Exactly as written, restate the material below from its first line through the line containing "pub enum Function", and stop there.

╔══

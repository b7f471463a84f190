// ── Transaction operations ──
//
// The five row operations of RFC 7047 §5.2 that a `transact` request
// carries, plus the per-operation results the server answers with.

use serde::de::{self, Deserializer};
use serde::ser::Serializer;
use serde::{Deserialize, Serialize};
use serde_json::Value as Json;
use uuid::Uuid;

use crate::value::{Atom, Row, Value};

// ── Conditions ───────────────────────────────────────────────────────

/// Comparison function of a `where` clause.
#[derive(Debug, Clone, Copy, PartialEq, Eq, Serialize, Deserialize)]
pub enum Function {
    #[serde(rename = "==")]
    Equal,
    #[serde(rename = "!=")]
    NotEqual,
    #[serde(rename = "includes")]
    Includes,
    #[serde(rename = "excludes")]
    Excludes,
}

/// A single `[column, function, value]` condition.
#[derive(Debug, Clone, PartialEq)]
pub struct Condition {
    pub column: String,
    pub function: Function,
    pub value: Value,
}

impl Condition {
    pub fn new(column: impl Into<String>, function: Function, value: impl Into<Value>) -> Self {
        Self {
            column: column.into(),
            function,
            value: value.into(),
        }
    }

    /// `column == value`
    pub fn eq(column: impl Into<String>, value: impl Into<Value>) -> Self {
        Self::new(column, Function::Equal, value)
    }

    /// `column includes value` (set containment).
    pub fn includes(column: impl Into<String>, value: impl Into<Value>) -> Self {
        Self::new(column, Function::Includes, value)
    }

    /// Match a row by its identity key.
    pub fn uuid(uuid: Uuid) -> Self {
        Self::eq("_uuid", uuid)
    }
}

impl Serialize for Condition {
    fn serialize<S: Serializer>(&self, serializer: S) -> Result<S::Ok, S::Error> {
        (&self.column, self.function, &self.value).serialize(serializer)
    }
}

impl<'de> Deserialize<'de> for Condition {
    fn deserialize<D: Deserializer<'de>>(deserializer: D) -> Result<Self, D::Error> {
        let (column, function, value) = <(String, Function, Value)>::deserialize(deserializer)?;
        Ok(Self {
            column,
            function,
            value,
        })
    }
}

// ── Mutations ────────────────────────────────────────────────────────

#[derive(Debug, Clone, Copy, PartialEq, Eq, Serialize, Deserialize)]
pub enum Mutator {
    /// Set/map union.
    #[serde(rename = "insert")]
    Insert,
    /// Set/map difference.
    #[serde(rename = "delete")]
    Delete,
    #[serde(rename = "+=")]
    Add,
    #[serde(rename = "-=")]
    Subtract,
}

/// A single `[column, mutator, value]` mutation.
#[derive(Debug, Clone, PartialEq)]
pub struct Mutation {
    pub column: String,
    pub mutator: Mutator,
    pub value: Value,
}

impl Mutation {
    pub fn insert(column: impl Into<String>, value: impl Into<Value>) -> Self {
        Self {
            column: column.into(),
            mutator: Mutator::Insert,
            value: value.into(),
        }
    }

    pub fn delete(column: impl Into<String>, value: impl Into<Value>) -> Self {
        Self {
            column: column.into(),
            mutator: Mutator::Delete,
            value: value.into(),
        }
    }
}

impl Serialize for Mutation {
    fn serialize<S: Serializer>(&self, serializer: S) -> Result<S::Ok, S::Error> {
        (&self.column, self.mutator, &self.value).serialize(serializer)
    }
}

impl<'de> Deserialize<'de> for Mutation {
    fn deserialize<D: Deserializer<'de>>(deserializer: D) -> Result<Self, D::Error> {
        let (column, mutator, value) = <(String, Mutator, Value)>::deserialize(deserializer)?;
        Ok(Self {
            column,
            mutator,
            value,
        })
    }
}

// ── Operation ────────────────────────────────────────────────────────

/// One operation inside a `transact` request.
#[derive(Debug, Clone, PartialEq, Serialize, Deserialize)]
#[serde(tag = "op", rename_all = "lowercase")]
pub enum Operation {
    Insert {
        table: String,
        row: Row,
        #[serde(rename = "uuid-name", default, skip_serializing_if = "Option::is_none")]
        uuid_name: Option<String>,
    },
    Select {
        table: String,
        #[serde(rename = "where")]
        conditions: Vec<Condition>,
        #[serde(default, skip_serializing_if = "Option::is_none")]
        columns: Option<Vec<String>>,
    },
    Update {
        table: String,
        #[serde(rename = "where")]
        conditions: Vec<Condition>,
        row: Row,
    },
    Mutate {
        table: String,
        #[serde(rename = "where")]
        conditions: Vec<Condition>,
        mutations: Vec<Mutation>,
    },
    Delete {
        table: String,
        #[serde(rename = "where")]
        conditions: Vec<Condition>,
    },
}

impl Operation {
    pub fn insert(table: impl Into<String>, row: Row, uuid_name: Option<String>) -> Self {
        Self::Insert {
            table: table.into(),
            row,
            uuid_name,
        }
    }

    pub fn select(table: impl Into<String>, conditions: Vec<Condition>) -> Self {
        Self::Select {
            table: table.into(),
            conditions,
            columns: None,
        }
    }

    pub fn update(table: impl Into<String>, conditions: Vec<Condition>, row: Row) -> Self {
        Self::Update {
            table: table.into(),
            conditions,
            row,
        }
    }

    pub fn mutate(
        table: impl Into<String>,
        conditions: Vec<Condition>,
        mutations: Vec<Mutation>,
    ) -> Self {
        Self::Mutate {
            table: table.into(),
            conditions,
            mutations,
        }
    }

    pub fn delete(table: impl Into<String>, conditions: Vec<Condition>) -> Self {
        Self::Delete {
            table: table.into(),
            conditions,
        }
    }

    pub fn table(&self) -> &str {
        match self {
            Self::Insert { table, .. }
            | Self::Select { table, .. }
            | Self::Update { table, .. }
            | Self::Mutate { table, .. }
            | Self::Delete { table, .. } => table,
        }
    }

    pub fn kind(&self) -> &'static str {
        match self {
            Self::Insert { .. } => "insert",
            Self::Select { .. } => "select",
            Self::Update { .. } => "update",
            Self::Mutate { .. } => "mutate",
            Self::Delete { .. } => "delete",
        }
    }

    /// Whether the operation writes to the database.
    pub fn is_write(&self) -> bool {
        !matches!(self, Self::Select { .. })
    }
}

// ── Results ──────────────────────────────────────────────────────────

/// The server's answer to a single operation.
///
/// Inserts carry `uuid`, selects carry `rows`, updates/mutates/deletes
/// carry `count`. Any result may instead carry `error` (and `details`).
/// Operations after a failed one are answered with `null`, which decodes
/// to an all-empty result.
#[derive(Debug, Clone, Default, PartialEq, Deserialize)]
pub struct OperationResult {
    #[serde(default, deserialize_with = "uuid_atom")]
    pub uuid: Option<Uuid>,
    #[serde(default)]
    pub rows: Option<Vec<Row>>,
    #[serde(default)]
    pub count: Option<u64>,
    #[serde(default)]
    pub error: Option<String>,
    #[serde(default)]
    pub details: Option<String>,
}

impl OperationResult {
    pub fn is_error(&self) -> bool {
        self.error.as_deref().is_some_and(|e| !e.is_empty())
    }

    /// Rows of a `select`, or an empty slice for any other result.
    pub fn rows(&self) -> &[Row] {
        self.rows.as_deref().unwrap_or_default()
    }

    /// Decode a `transact` reply array, tolerating `null` entries.
    pub fn list_from_json(json: Json) -> Result<Vec<Self>, crate::Error> {
        let raw: Vec<Option<Self>> = serde_json::from_value(json)?;
        Ok(raw.into_iter().map(Option::unwrap_or_default).collect())
    }
}

fn uuid_atom<'de, D: Deserializer<'de>>(deserializer: D) -> Result<Option<Uuid>, D::Error> {
    let Some(json) = Option::<Json>::deserialize(deserializer)? else {
        return Ok(None);
    };
    match Atom::from_json(&json) {
        Ok(Atom::Uuid(u)) => Ok(Some(u)),
        _ => Err(de::Error::custom(format!("expected uuid atom, got {json}"))),
    }
}

#[cfg(test)]
#[allow(clippy::unwrap_used)]
mod tests {
    use super::*;
    use pretty_assertions::assert_eq;
    use serde_json::json;

    #[test]
    fn insert_serializes_with_uuid_name() {
        let op = Operation::insert(
            "Interface",
            Row::new().with("name", "br0").with("type", "internal"),
            Some("row_interface0".into()),
        );
        assert_eq!(
            serde_json::to_value(&op).unwrap(),
            json!({
                "op": "insert",
                "table": "Interface",
                "row": { "name": "br0", "type": "internal" },
                "uuid-name": "row_interface0"
            })
        );
    }

    #[test]
    fn mutate_serializes_conditions_and_mutations_as_triples() {
        let root = Uuid::parse_str("550e8400-e29b-41d4-a716-446655440000").unwrap();
        let op = Operation::mutate(
            "Open_vSwitch",
            vec![Condition::uuid(root)],
            vec![Mutation::insert(
                "bridges",
                Value::set([Atom::NamedUuid("row_bridge0".into())]),
            )],
        );
        assert_eq!(
            serde_json::to_value(&op).unwrap(),
            json!({
                "op": "mutate",
                "table": "Open_vSwitch",
                "where": [["_uuid", "==", ["uuid", "550e8400-e29b-41d4-a716-446655440000"]]],
                "mutations": [["bridges", "insert", ["set", [["named-uuid", "row_bridge0"]]]]]
            })
        );
    }

    #[test]
    fn select_omits_columns_when_unset() {
        let op = Operation::select("Bridge", vec![Condition::eq("name", "br0")]);
        assert_eq!(
            serde_json::to_value(&op).unwrap(),
            json!({ "op": "select", "table": "Bridge", "where": [["name", "==", "br0"]] })
        );
    }

    #[test]
    fn operation_deserializes_back() {
        let op = Operation::delete("Port", vec![Condition::eq("name", "p1")]);
        let json = serde_json::to_value(&op).unwrap();
        let back: Operation = serde_json::from_value(json).unwrap();
        assert_eq!(back, op);
    }

    #[test]
    fn results_tolerate_nulls_and_errors() {
        let id = Uuid::new_v4();
        let results = OperationResult::list_from_json(json!([
            { "uuid": ["uuid", id.to_string()] },
            { "error": "referential integrity violation", "details": "dangling ref" },
            null
        ]))
        .unwrap();

        assert_eq!(results.len(), 3);
        assert_eq!(results[0].uuid, Some(id));
        assert!(results[1].is_error());
        assert_eq!(results[1].details.as_deref(), Some("dangling ref"));
        assert_eq!(results[2], OperationResult::default());
    }

    #[test]
    fn select_result_exposes_rows() {
        let results = OperationResult::list_from_json(json!([
            { "rows": [{ "name": "br0" }, { "name": "br1" }] }
        ]))
        .unwrap();
        assert_eq!(results[0].rows().len(), 2);
        assert!(!results[0].is_error());
    }
}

╚══

* **EXERCISE RESPONSE**
repository b7f471463a84f190
// ── Transaction operations ──
//
// The five row operations of RFC 7047 §5.2 that a `transact` request
// carries, plus the per-operation results the server answers with.

use serde::de::{self, Deserializer};
use serde::ser::Serializer;
use serde::{Deserialize, Serialize};
use serde_json::Value as Json;
use uuid::Uuid;

use crate::value::{Atom, Row, Value};

// ── Conditions ───────────────────────────────────────────────────────

/// Comparison function of a `where` clause.
#[derive(Debug, Clone, Copy, PartialEq, Eq, Serialize, Deserialize)]
pub enum Function {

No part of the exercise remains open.